I tried to fall asleep in the Henry Hughes room: 4 poster king bed, fireplace, and antique furniture, but my legs and feet throbbed with pain. I got up, took two more acetaminophen, and rubbed them (my feet & legs, not the pills) with CBD salve.
Dizpatchez 6: Rocky Springs, Lost in Trace, Natchez
We ate breakfast about 7 am in our 300+ year old b&b: french toast with a blueberry/banana/syrup reduction, bacon, orange slices, monkey fruit, and espresso. Not bad for a camping trip.
When George and I wheeled our iron steeds out to ride, six small deer were grazing in the front yard.
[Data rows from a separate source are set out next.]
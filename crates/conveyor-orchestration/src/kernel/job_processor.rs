//! # Job Message Processing
//!
//! Fan one stage of a job out into task rows and task messages.
//!
//! Idempotence comes from three properties working together: the job-stage
//! guard (a message for a stage the job has already left is a duplicate),
//! the idempotent task insert (replayed fan-out re-creates nothing), and
//! deterministic task ids (replays produce the same ids, not new work).

use serde_json::Value;

use conveyor_shared::checkpoints::{Checkpoint, CheckpointCode};
use conveyor_shared::errors::{ConveyorError, FailureKind};
use conveyor_shared::identity;
use conveyor_shared::messaging::{JobMessage, TaskMessage};
use conveyor_shared::models::TaskRecord;
use conveyor_shared::registry::{JobDefinition, Parallelism, TaskSpec};
use conveyor_shared::state::{StateStore, StateStoreError};
use conveyor_shared::ConveyorResult;
use tracing::{debug, warn};

use super::Kernel;

impl Kernel {
    /// Process one job-queue message.
    ///
    /// `Ok(())` means the message is settled and must be acked — including
    /// every path that failed the job with a recorded error. `Err` means a
    /// transient infrastructure fault; the consumer abandons the message
    /// and redelivery retries cleanly.
    pub async fn process_job_message(&self, msg: &JobMessage) -> ConveyorResult<()> {
        let correlation = msg.correlation_id.as_deref();
        let checkpoint = Checkpoint::start(CheckpointCode::JobStart)
            .correlation(correlation)
            .job(&msg.job_id)
            .stage(msg.stage);

        // 1. Load the job; a message for an unknown job is poison, not
        //    something redelivery can fix.
        let job = match self.core().state().get_job(&msg.job_id).await {
            Ok(job) => job,
            Err(StateStoreError::NotFound { .. }) => {
                warn!(job_id = %msg.job_id, "job message for unknown job, dropping");
                checkpoint.fail("not_found");
                return Ok(());
            }
            Err(e) => return Err(e.into()),
        };

        // Terminal or already-advanced: duplicate delivery, settle it.
        if job.is_terminal() {
            debug!(job_id = %msg.job_id, status = %job.status, "job already terminal, duplicate");
            checkpoint.ok();
            return Ok(());
        }
        if job.stage != msg.stage {
            debug!(
                job_id = %msg.job_id,
                msg_stage = msg.stage,
                job_stage = job.stage,
                "stale job message for a previous stage"
            );
            checkpoint.ok();
            return Ok(());
        }

        // 2. CAS queued -> processing (no-op when already processing)
        match self.core().state().mark_job_processing(&msg.job_id).await {
            Ok(()) => {}
            Err(e) if e.is_conflict() => {
                // Raced with a terminal transition; nothing left to do
                checkpoint.ok();
                return Ok(());
            }
            Err(e) => return Err(e.into()),
        }

        // 3. Resolve the definition; unknown job types fail the job.
        let def = match self.core().registry().job_definition(&msg.job_type) {
            Ok(def) => def,
            Err(e) => {
                self.fail_job_settled(
                    &msg.job_id,
                    Self::job_error(FailureKind::UnknownJobType, e.to_string()),
                )
                .await?;
                checkpoint.fail(FailureKind::UnknownJobType.as_str());
                return Ok(());
            }
        };

        // 4. Fan out via the definition's hook
        let previous_results = if msg.stage >= 2 {
            msg.stage_results.stage(msg.stage - 1)
        } else {
            None
        };

        let specs = match def.behavior.create_tasks_for_stage(
            msg.stage,
            &msg.parameters,
            &msg.job_id,
            previous_results,
        ) {
            Ok(specs) => specs,
            Err(e) => {
                self.fail_job_settled(
                    &msg.job_id,
                    Self::job_error(FailureKind::DefinitionError, e.to_string()),
                )
                .await?;
                checkpoint.fail(FailureKind::DefinitionError.as_str());
                return Ok(());
            }
        };

        // 5. Parallelism declaration checks + empty-stage policy
        if let Err(reason) = validate_fan_out(&def, msg.stage, &specs, previous_results) {
            self.fail_job_settled(
                &msg.job_id,
                Self::job_error(FailureKind::DefinitionError, reason),
            )
            .await?;
            checkpoint.fail(FailureKind::DefinitionError.as_str());
            return Ok(());
        }

        if specs.is_empty() {
            // Legal empty fan-out: the stage is immediately complete with
            // empty results and the job advances (or completes).
            Checkpoint::start(CheckpointCode::StageEmpty)
                .correlation(correlation)
                .job(&msg.job_id)
                .stage(msg.stage)
                .ok();
            self.advance_or_complete(&msg.job_id, msg.stage, correlation)
                .await?;
            checkpoint.ok();
            return Ok(());
        }

        // 6-7. Deterministic ids, idempotent batch insert
        let tasks: Vec<TaskRecord> = specs
            .iter()
            .enumerate()
            .map(|(index, spec)| {
                TaskRecord::new(
                    identity::task_id(&msg.job_id, msg.stage, index as u32),
                    msg.job_id.clone(),
                    msg.job_type.clone(),
                    spec.task_type.clone(),
                    msg.stage,
                    index as u32,
                    spec.parameters.clone(),
                )
            })
            .collect();
        self.core().state().create_tasks(&tasks).await?;

        // 8. Fan the task messages out
        let task_messages: Vec<TaskMessage> = tasks
            .iter()
            .map(|task| TaskMessage {
                task_id: task.task_id.clone(),
                parent_job_id: task.parent_job_id.clone(),
                job_type: task.job_type.clone(),
                task_type: task.task_type.clone(),
                stage: task.stage,
                task_index: task.task_index,
                parameters: task.parameters.clone(),
                retry_count: 0,
                correlation_id: msg.correlation_id.clone(),
            })
            .collect();
        self.core()
            .messaging()
            .send_task_batch(&task_messages)
            .await
            .map_err(ConveyorError::from)?;

        Checkpoint::start(CheckpointCode::StageFanout)
            .correlation(correlation)
            .job(&msg.job_id)
            .stage(msg.stage)
            .ok();
        debug!(
            job_id = %msg.job_id,
            stage = msg.stage,
            task_count = tasks.len(),
            "stage fanned out"
        );
        checkpoint.ok();
        Ok(())
    }
}

/// Check the fan-out against the stage's parallelism declaration
fn validate_fan_out(
    def: &JobDefinition,
    stage: u32,
    specs: &[TaskSpec],
    previous_results: Option<&[Value]>,
) -> Result<(), String> {
    let stage_def = def
        .stage(stage)
        .ok_or_else(|| format!("job type '{}' has no stage {stage}", def.job_type))?;

    match stage_def.parallelism {
        Parallelism::Single if specs.len() != 1 => Err(format!(
            "stage {stage} ('{}') declares single parallelism but produced {} tasks",
            stage_def.name,
            specs.len()
        )),
        Parallelism::MatchPrevious => {
            let expected = previous_results.map(<[Value]>::len).unwrap_or(0);
            if specs.len() != expected {
                Err(format!(
                    "stage {stage} ('{}') must match the previous stage's {expected} results \
                     but produced {} tasks",
                    stage_def.name,
                    specs.len()
                ))
            } else if specs.is_empty() && !stage_def.allow_empty {
                Err(format!(
                    "stage {stage} ('{}') produced zero tasks and does not allow empty stages",
                    stage_def.name
                ))
            } else {
                Ok(())
            }
        }
        _ if specs.is_empty() && !stage_def.allow_empty => Err(format!(
            "stage {stage} ('{}') produced zero tasks and does not allow empty stages",
            stage_def.name
        )),
        _ => Ok(()),
    }
}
We rode down the gravel road onto town streets, took a few turns and were LOST IN TRACE. We stopped and got directions from several folks, but no one could agree on the right path.
We happened upon two other Adventure Cyclists, just as lost as we were. We talked to a few more natives and finally saw the Trace looming in the morning mist
Our Adventure Cycling companions set out ahead of us, and we chased them all day.
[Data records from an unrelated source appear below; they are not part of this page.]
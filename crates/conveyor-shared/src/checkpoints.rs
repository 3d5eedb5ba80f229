//! # Checkpoints
//!
//! Structured lifecycle logging. Every kernel operation emits checkpoint
//! records over `tracing` with a fixed field set, so one job's whole
//! lifecycle can be filtered from the log stream by `job_id` (or by
//! `correlation_id` for a single stage transition).
//!
//! Three id concepts stay distinct and are never conflated:
//!
//! - the external request id (HTTP tracing, optional, not ours to mint)
//! - the per-invocation id (one consumer-loop iteration, logging only)
//! - the message correlation token (field on queue messages, propagated
//!   from submission through every stage transition)

use std::time::Instant;
use tracing::{info, warn};

/// Enumerated checkpoint codes
#[derive(Debug, Clone, Copy, PartialEq, Eq)]
pub enum CheckpointCode {
    JobSubmit,
    JobStart,
    StageFanout,
    StageEmpty,
    TaskStart,
    HandlerExec,
    TaskRetry,
    StageLastTask,
    StageComplete,
    StageAdvFail,
    JobComplete,
    JobFail,
    JanitorSweep,
    JanitorReap,
}

impl CheckpointCode {
    pub fn as_str(self) -> &'static str {
        match self {
            Self::JobSubmit => "JOB_SUBMIT",
            Self::JobStart => "JOB_START",
            Self::StageFanout => "STAGE_FANOUT",
            Self::StageEmpty => "STAGE_EMPTY",
            Self::TaskStart => "TASK_START",
            Self::HandlerExec => "HANDLER_EXEC",
            Self::TaskRetry => "TASK_RETRY",
            Self::StageLastTask => "STAGE_LAST_TASK",
            Self::StageComplete => "STAGE_COMPLETE",
            Self::StageAdvFail => "STAGE_ADV_FAIL",
            Self::JobComplete => "JOB_COMPLETE",
            Self::JobFail => "JOB_FAIL",
            Self::JanitorSweep => "JANITOR_SWEEP",
            Self::JanitorReap => "JANITOR_REAP",
        }
    }
}

impl std::fmt::Display for CheckpointCode {
    fn fmt(&self, f: &mut std::fmt::Formatter<'_>) -> std::fmt::Result {
        f.write_str(self.as_str())
    }
}

/// One checkpoint in flight; emit with [`Checkpoint::ok`] / [`Checkpoint::fail`]
#[derive(Debug, Clone)]
pub struct Checkpoint {
    code: CheckpointCode,
    correlation_id: Option<String>,
    job_id: Option<String>,
    task_id: Option<String>,
    stage: Option<u32>,
    started: Instant,
}

impl Checkpoint {
    pub fn start(code: CheckpointCode) -> Self {
        Self {
            code,
            correlation_id: None,
            job_id: None,
            task_id: None,
            stage: None,
            started: Instant::now(),
        }
    }

    pub fn correlation(mut self, correlation_id: Option<&str>) -> Self {
        self.correlation_id = correlation_id.map(str::to_string);
        self
    }

    pub fn job(mut self, job_id: &str) -> Self {
        self.job_id = Some(job_id.to_string());
        self
    }

    pub fn task(mut self, task_id: &str) -> Self {
        self.task_id = Some(task_id.to_string());
        self
    }

    pub fn stage(mut self, stage: u32) -> Self {
        self.stage = Some(stage);
        self
    }

    /// Emit the success record with elapsed duration
    pub fn ok(self) {
        info!(
            code = %self.code,
            phase = "ok",
            correlation_id = self.correlation_id.as_deref().unwrap_or("-"),
            job_id = self.job_id.as_deref().unwrap_or("-"),
            task_id = self.task_id.as_deref().unwrap_or("-"),
            stage = self.stage,
            duration_ms = self.started.elapsed().as_millis() as u64,
            "checkpoint"
        );
    }

    /// Emit the failure record with the error kind
    pub fn fail(self, error_kind: &str) {
        warn!(
            code = %self.code,
            phase = "fail",
            correlation_id = self.correlation_id.as_deref().unwrap_or("-"),
            job_id = self.job_id.as_deref().unwrap_or("-"),
            task_id = self.task_id.as_deref().unwrap_or("-"),
            stage = self.stage,
            duration_ms = self.started.elapsed().as_millis() as u64,
            error_kind = error_kind,
            "checkpoint"
        );
    }
}

#[cfg(test)]
mod tests {
    use super::*;

    #[test]
    fn test_code_strings_are_screaming_snake() {
        assert_eq!(CheckpointCode::StageLastTask.as_str(), "STAGE_LAST_TASK");
        assert_eq!(CheckpointCode::JobComplete.as_str(), "JOB_COMPLETE");
    }

    #[test]
    fn test_checkpoint_builder_emits_without_panicking() {
        Checkpoint::start(CheckpointCode::TaskStart)
            .correlation(Some("tok12345"))
            .job("j")
            .task("t")
            .stage(1)
            .ok();
        Checkpoint::start(CheckpointCode::JobFail)
            .job("j")
            .fail("handler_failure");
    }
}
//! Tracing bootstrap for binaries.

use tracing_subscriber::{fmt, EnvFilter};

/// Initialize the global tracing subscriber.
///
/// Honors `RUST_LOG` for filtering (default `info`) and
/// `CONVEYOR_LOG_FORMAT=json` for machine-readable output. Safe to call
/// once per process; a second call is a no-op.
pub fn init_tracing() {
    let filter = EnvFilter::try_from_default_env().unwrap_or_else(|_| EnvFilter::new("info"));

    let json = std::env::var("CONVEYOR_LOG_FORMAT")
        .map(|v| v.eq_ignore_ascii_case("json"))
        .unwrap_or(false);

    let result = if json {
        fmt()
            .with_env_filter(filter)
            .json()
            .with_current_span(false)
            .try_init()
    } else {
        fmt().with_env_filter(filter).try_init()
    };

    // Already-initialized is fine (tests, embedded use)
    let _ = result;
}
The Trace was deserted. The weather was overcast and threatening; we had heard forecasts that called for tornadoes, hail, lightning, pouring rain, and locusts.
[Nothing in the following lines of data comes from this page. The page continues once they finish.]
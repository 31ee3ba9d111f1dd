use criterion::{black_box, criterion_group, criterion_main, Criterion};
use phylo_link::prelude::*;

/// Balanced binary subtree with `depth` levels below each call.
fn subtree(depth: usize, counter: &mut usize) -> String {
    if depth == 0 {
        *counter += 1;
        format!("t{}:0.5", counter)
    } else {
        format!(
            "({},{}):0.25",
            subtree(depth - 1, counter),
            subtree(depth - 1, counter)
        )
    }
}

fn balanced_newick(depth: usize) -> String {
    let mut counter = 0;
    format!(
        "({},{})root;",
        subtree(depth, &mut counter),
        subtree(depth, &mut counter)
    )
}

fn bench_parse(c: &mut Criterion) {
    let text = balanced_newick(9);
    let reader = NewickReader::new();
    c.bench_function("parse_1k_leaves", |b| {
        b.iter(|| reader.read_str(black_box(&text)).unwrap())
    });
}

fn bench_write(c: &mut Criterion) {
    let text = balanced_newick(9);
    let tree = NewickReader::new().read_str(&text).unwrap();
    let writer = NewickWriter::new();
    c.bench_function("write_1k_leaves", |b| {
        b.iter(|| writer.write_str(black_box(&tree)).unwrap())
    });
}

fn bench_traversals(c: &mut Criterion) {
    let text = balanced_newick(9);
    let tree = NewickReader::new().read_str(&text).unwrap();
    c.bench_function("preorder_1k_leaves", |b| {
        b.iter(|| black_box(&tree).preorder().unwrap().count())
    });
    c.bench_function("postorder_1k_leaves", |b| {
        b.iter(|| black_box(&tree).postorder().unwrap().count())
    });
    c.bench_function("euler_tour_1k_leaves", |b| {
        b.iter(|| black_box(&tree).euler_tour().unwrap().count())
    });
}

criterion_group!(benches, bench_parse, bench_write, bench_traversals);
criterion_main!(benches);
We rode about 10 miles, passing one squashed armadillo, and one paddling along like an armored car.
We stopped for lunch at about 20 miles: sliced meat, bread, grapes, oranges, granola bars, cookies. As soon as we got back on the bikes, it started pouring.
We had heavy rain the last 20 miles, and about five miles out of town, I started shivering. The reflections in the water on the road, which had been just me and my bike, now included Old Testament characters and planets. Two sasquatch, one black one brown, loped along beside us for a while. I don’t know why George couldn’t see them?!
We dropped down into Natchez, and George asked directions, and then we were Lost In Trace, trying to get a GPS signal, studying the soggy paper map, and shivering. We stopped at the Quickie Mart for hot chocolate, and a guy followed us around the store with a mop. I had lost feeling in all 20 digits.
We searched for Canal St, and finally rode it to the Visitors’ Center, where I went in the men’s restroom and hugged the hand dryer for about 30 minutes, until feeling returned to my fingers.
At the Visitors Center, we bought tickets to a movie about the history of Natchez and slept right through it. Fellow Adventure Cyclists started rolling in, shivering with cold, and we hung out at the visitors’ center with the rest of the group for a couple of hours. Some riders were dressed for the cold, while others (like me) were underdressed and trembling.
Our group had been scattered by the rain, and it took several hours for everyone to make it to the Visitors Center.
Late in the afternoon, we amassed an army of cyclists and rode from the Visitors Center onto the metal-girder bridge across the Mighty Mississippi, a pretty scary trip, with five metal expansion-joints wider than the average bike tire. Traffic whizzed by in the outside lane, but we had one lane to ourselves.
Yolie did fine, but one of my skinny-tire buddies flatted, then threw a cleat, and had to walk the rest of the bridge in his sock feet.
George and I warmed up in the motel, showered, and walked over to the Craws & Claws restaurant for a salad and gumbos (not as good as Mayfel’s/Lorettas).
We staggered home and collapsed early to bed.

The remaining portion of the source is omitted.